• [Action item]:
The records that follow must be repeated exactly as they stand.

Information provided below:

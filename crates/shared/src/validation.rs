//! Common validation utilities.

use chrono::NaiveTime;
use validator::ValidationError;

/// Maximum number of benefit bullet points on a translation.
pub const MAX_BENEFITS: usize = 20;

/// Maximum length of a single benefit entry.
pub const MAX_BENEFIT_LENGTH: usize = 500;

lazy_static::lazy_static! {
    /// ISO 639 language code with an optional region or script subtag.
    pub static ref LANGUAGE_CODE_REGEX: regex::Regex =
        regex::Regex::new(r"^[a-z]{2,3}(-[A-Za-z]{2,4})?$").unwrap();
}

/// Validates a language code such as `ta`, `en` or `sa-Deva`.
pub fn validate_language_code(code: &str) -> Result<(), ValidationError> {
    if LANGUAGE_CODE_REGEX.is_match(code) {
        Ok(())
    } else {
        let mut err = ValidationError::new("language_code");
        err.message = Some("Language code must look like 'en', 'ta' or 'sa-Deva'".into());
        Err(err)
    }
}

/// Validates the benefit list attached to a translation.
pub fn validate_benefits(benefits: &[String]) -> Result<(), ValidationError> {
    if benefits.len() > MAX_BENEFITS {
        let mut err = ValidationError::new("benefits_count");
        err.message = Some(format!("At most {} benefits are allowed", MAX_BENEFITS).into());
        return Err(err);
    }

    for benefit in benefits {
        if benefit.trim().is_empty() {
            let mut err = ValidationError::new("benefit_empty");
            err.message = Some("Benefits must not be empty".into());
            return Err(err);
        }
        if benefit.chars().count() > MAX_BENEFIT_LENGTH {
            let mut err = ValidationError::new("benefit_length");
            err.message = Some(
                format!("Each benefit must be at most {} characters", MAX_BENEFIT_LENGTH).into(),
            );
            return Err(err);
        }
    }

    Ok(())
}

/// Validates that a time window starts before it ends.
pub fn validate_time_range(start: NaiveTime, end: NaiveTime) -> Result<(), ValidationError> {
    if start < end {
        Ok(())
    } else {
        let mut err = ValidationError::new("time_range_order");
        err.message = Some("Start time must be before end time".into());
        Err(err)
    }
}

/// Validates that a string is not just whitespace.
pub fn validate_not_blank(value: &str) -> Result<(), ValidationError> {
    if value.trim().is_empty() {
        let mut err = ValidationError::new("blank");
        err.message = Some("Value must not be blank".into());
        Err(err)
    } else {
        Ok(())
    }
}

End of Information provided.

• [Written reply]:
filename crates/shared/src/validation.rs
//! Common validation utilities.

use chrono::NaiveTime;
use validator::ValidationError;

/// Maximum number of benefit bullet points on a translation.
pub const MAX_BENEFITS: usize = 20;

/// Maximum length of a single benefit entry.
pub const MAX_BENEFIT_LENGTH: usize = 500;

lazy_static::lazy_static! {
    /// ISO 639 language code with an optional region or script subtag.
    pub static ref LANGUAGE_CODE_REGEX: regex::Regex =
        regex::Regex::new(r"^[a-z]{2,3}(-[A-Za-z]{2,4})?$").unwrap();
}

/// Validates a language code such as `ta`, `en` or `sa-Deva`.
pub fn validate_language_code(code: &str) -> Result<(), ValidationError> {
    if LANGUAGE_CODE_REGEX.is_match(code) {
        Ok(())
    } else {
        let mut err = ValidationError::new("language_code");
        err.message = Some("Language code must look like 'en', 'ta' or 'sa-Deva'".into());
        Err(err)
    }
}

/// Validates the benefit list attached to a translation.
pub fn validate_benefits(benefits: &[String]) -> Result<(), ValidationError> {
    if benefits.len() > MAX_BENEFITS {
        let mut err = ValidationError::new("benefits_count");
        err.message = Some(format!("At most {} benefits are allowed", MAX_BENEFITS).into());
        return Err(err);
    }

    for benefit in benefits {
        if benefit.trim().is_empty() {
            let mut err = ValidationError::new("benefit_empty");
            err.message = Some("Benefits must not be empty".into());
            return Err(err);
        }
        if benefit.chars().count() > MAX_BENEFIT_LENGTH {
            let mut err = ValidationError::new("benefit_length");
            err.message = Some(
                format!("Each benefit must be at most {} characters", MAX_BENEFIT_LENGTH).into(),
            );
            return Err(err);
        }
    }

    Ok(())
}

/// Validates that a time window starts before it ends.
pub fn validate_time_range(start: NaiveTime, end: NaiveTime) -> Result<(), ValidationError> {
    if start < end {
        Ok(())
    } else {
        let mut err = ValidationError::new("time_range_order");
        err.message = Some("Start time must be before end time".into());
        Err(err)
    }
}

/// Validates that a string is not just whitespace.
pub fn validate_not_blank(value: &str) -> Result<(), ValidationError> {
    if value.trim().is_empty() {
        let mut err = ValidationError::new("blank");
        err.message = Some("Value must not be blank".into());
        Err(err)
    } else {
        Ok(())
    }
}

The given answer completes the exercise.